Over 95% of Australia’ s pork products is produced in Factory Farms
Approximately 5 million pigs are slaughtered each year in Australia
Pigs are intelligent
Pigs have a highly evolved social structure
Pigs share DNA mutations with humans making them susceptible to depression among other illnesses and diseases.
Pigs are sensitive inquisitive creatures, and have been proven to be more intelligent than most dogs. Studies have revealed that pigs have a long memory and are able to focus on specific tasks even better than some primates.
These facts alone dictate that to slaughter and eat them is a travesty in its own right. But we have not even started to tell of their suffering.

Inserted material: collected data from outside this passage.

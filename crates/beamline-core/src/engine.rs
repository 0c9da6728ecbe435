//! The simulation engine: path discovery and coherent replay.
//!
//! A run has two sequential phases. Phase A launches a fixed number of
//! trial rays from every source and records which ordered element sequences
//! they traverse; structurally identical traversals collapse in a set, so
//! only topologically distinct [`Path`]s survive. Phase B replays each path
//! against a fresh copy of its source's wavefront, propagating and
//! interacting element by element until the field is absorbed or the path
//! stops matching.
//!
//! All element interactions are currently deterministic, so every trial
//! from a given source discovers the same path. The multi-trial structure
//! is retained deliberately: it is the discovery mechanism for elements
//! with probabilistic branching (e.g. a partially reflective mirror that
//! reflects or transmits per trial), which plug in without any engine
//! change.

use std::collections::BTreeSet;

use crate::scene::{ObjectId, Scene};

/// Trials launched per source during path discovery.
pub const DEFAULT_TRIALS: usize = 100;

/// An ordered element traversal from a specific source.
///
/// Equality and ordering are purely structural (source identity, then the
/// element sequence), so two trials that touch the same elements in the
/// same order are the same path.
#[derive(Debug, Clone, PartialEq, Eq, PartialOrd, Ord)]
pub struct Path {
    pub source: ObjectId,
    pub elements: Vec<ObjectId>,
}

/// Orchestrates a two-phase simulation pass over a [`Scene`].
#[derive(Debug, Clone)]
pub struct SimulationEngine {
    trials: usize,
}

impl Default for SimulationEngine {
    fn default() -> Self {
        Self {
            trials: DEFAULT_TRIALS,
        }
    }
}

impl SimulationEngine {
    pub fn new(trials: usize) -> Self {
        Self { trials }
    }

    pub fn trials(&self) -> usize {
        self.trials
    }

    /// Run both phases and return the scene's sensors, whose accumulators
    /// now hold the arriving fields. An empty scene (or one without
    /// sources) yields cleared sensors and an empty path set, which is a
    /// valid result, not an error.
    pub fn run(&self, scene: &mut Scene) -> Vec<ObjectId> {
        let sources = scene.sources();
        let elements = scene.elements();

        // Phase B owns all accumulated state: start every run clean.
        for &id in &elements {
            if let Some(element) = scene.element_mut(id) {
                element.reset();
            }
        }

        if sources.is_empty() {
            log::info!("no source in the scene; sensors cleared");
            return scene.cameras();
        }
        log::info!(
            "simulation: {} source(s), {} element(s)",
            sources.len(),
            elements.len()
        );

        let paths = self.discover_paths(scene);
        log::info!("{} distinct path(s) discovered", paths.len());

        self.replay(scene, &paths);
        log::info!("replay complete");

        scene.cameras()
    }

    /// Phase A: trial-based discovery of topologically distinct paths.
    pub fn discover_paths(&self, scene: &Scene) -> BTreeSet<Path> {
        let elements = scene.elements();
        let mut paths = BTreeSet::new();

        for source_id in scene.sources() {
            let Some(source) = scene.source(source_id) else {
                continue;
            };

            for _ in 0..self.trials {
                let mut ray = source.launch_ray();
                let mut visited: BTreeSet<ObjectId> = BTreeSet::new();
                let mut sequence = Vec::new();

                while ray.is_alive() {
                    // Closest unvisited element; strict comparison keeps the
                    // first-considered element on ties.
                    let mut closest: Option<(ObjectId, f64)> = None;
                    for &element_id in &elements {
                        if visited.contains(&element_id) {
                            continue;
                        }
                        let Some(element) = scene.element(element_id) else {
                            continue;
                        };
                        if let Some(distance) = element.hit(&ray) {
                            if closest.map_or(true, |(_, best)| distance < best) {
                                closest = Some((element_id, distance));
                            }
                        }
                    }

                    match closest {
                        Some((element_id, distance)) => {
                            ray.advance(distance);
                            if let Some(element) = scene.element(element_id) {
                                element.interact_ray(&mut ray);
                            }
                            visited.insert(element_id);
                            sequence.push(element_id);
                        }
                        None => ray.kill(),
                    }
                }

                paths.insert(Path {
                    source: source_id,
                    elements: sequence,
                });
            }
        }

        paths
    }

    /// Phase B: replay every discovered path against a fresh emission.
    ///
    /// Sensor accumulation is additive, so the result is independent of the
    /// order paths are replayed in. A path whose hit test fails mid-replay
    /// (the scene changed since discovery) stops early and contributes
    /// nothing downstream.
    fn replay(&self, scene: &mut Scene, paths: &BTreeSet<Path>) {
        for path in paths {
            let Some(source) = scene.source(path.source) else {
                continue;
            };
            let mut field = source.emit();

            for &element_id in &path.elements {
                let Some(element) = scene.element(element_id) else {
                    break;
                };
                let Some(distance) = element.hit(field.axis()) else {
                    break;
                };
                field.propagate(distance);
                if let Some(element) = scene.element_mut(element_id) {
                    element.interact_wavefront(&mut field);
                }
            }
        }
    }
}

#[cfg(test)]
mod tests {
    use super::*;
    use crate::scene::ObjectKind;
    use beamline_geometry::{Point3, Vec3};

    fn shrink_source(scene: &mut Scene, id: ObjectId) {
        let source = scene.source_mut(id).unwrap();
        source.set_samples(16);
    }

    #[test]
    fn trials_collapse_to_one_path_per_source() {
        let mut scene = Scene::new();
        let source = scene.add(ObjectKind::Source, Point3::origin(), Vec3::z());
        let camera = scene.add(ObjectKind::Camera, Point3::new(0.0, 0.0, 0.5), Vec3::z());
        shrink_source(&mut scene, source);

        let engine = SimulationEngine::new(7);
        let paths = engine.discover_paths(&scene);
        assert_eq!(paths.len(), 1);
        let path = paths.iter().next().unwrap();
        assert_eq!(path.source, source);
        assert_eq!(path.elements, vec![camera]);
    }

    #[test]
    fn two_sources_discover_two_paths() {
        let mut scene = Scene::new();
        let a = scene.add(ObjectKind::Source, Point3::origin(), Vec3::z());
        let b = scene.add(ObjectKind::Source, Point3::new(0.0, 0.0, 1.0), Vec3::z());
        scene.add(ObjectKind::Camera, Point3::new(0.0, 0.0, 2.0), Vec3::z());
        shrink_source(&mut scene, a);
        shrink_source(&mut scene, b);

        let paths = SimulationEngine::new(3).discover_paths(&scene);
        // same element sequence, distinct sources: two structural paths
        assert_eq!(paths.len(), 2);
    }

    #[test]
    fn source_with_no_elements_yields_one_empty_path() {
        let mut scene = Scene::new();
        let source = scene.add(ObjectKind::Source, Point3::origin(), Vec3::z());
        shrink_source(&mut scene, source);

        let paths = SimulationEngine::new(5).discover_paths(&scene);
        assert_eq!(paths.len(), 1);
        assert!(paths.iter().next().unwrap().elements.is_empty());
    }

    #[test]
    fn visited_set_prevents_mirror_bounce_loops() {
        let mut scene = Scene::new();
        let source = scene.add(ObjectKind::Source, Point3::origin(), Vec3::z());
        // facing mirror pair: ahead of the source and behind it
        scene.add(ObjectKind::Mirror, Point3::new(0.0, 0.0, 0.5), Vec3::z());
        scene.add(ObjectKind::Mirror, Point3::new(0.0, 0.0, -0.5), Vec3::z());
        shrink_source(&mut scene, source);

        // terminates: each mirror is visited at most once per trial
        let paths = SimulationEngine::new(3).discover_paths(&scene);
        assert_eq!(paths.len(), 1);
        let path = paths.iter().next().unwrap();
        assert_eq!(path.elements.len(), 2);
    }

    #[test]
    fn empty_scene_runs_to_empty_result() {
        let mut scene = Scene::new();
        let cameras = SimulationEngine::default().run(&mut scene);
        assert!(cameras.is_empty());
    }
}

A behavioural characteristic a pregnant pig exibits in its natural environment is nest building in preparation to give birth. The expectant mother digs a depression about the size of her body using twigs, grasses and leaves. She carries these in her mouth to the depression and builds them into a mound. When the mound reaches the desired height, she places large branches, up to 2 metres in length, on the surface. She enters into the mound and manoeuvres to create a birthing zone.
In nature, a mother pig will walk away when her piglets’ feeding starts to hurt her nipples.
In a Factory Farm
The mother pig is intensively confined in a narrow stall or farrowing crate to remain in there for as long as 16 weeks.
It is impossible for her to turn around. There is no bedding, no straw — only a hard concrete floor.
In this dismal state depression often sets in.
The mother pig is trapped inside her small metal cage. She can’t move.
Her babies do not know they are hurting her. She can’t move away.
Her nipples can get torn till they are hanging by a shred.
Most mother pigs don’t survive more than 2 years on a factory farm.
Mother pigs are often killed because of lameness, injury or inability to get pregnant
Almost two thirds of mother pigs are ‘replaced’ every year on factory farms.
Soon after birth the babies are forcibly removed and mutilated. Their teeth are cut or ground, their tails are cut off (docked) and the males are castrated without pain relief. No anesthetic is administered before, during or after. The baby pigs suffer tremendous pain during these procedures.
The piglets are then locked up in crowded enclosures with hundreds of other pigs.
At 4-6 months old, they are forced into trucks and sent off to slaughter.
Article by Laurence Lewis, animal activist and vegan.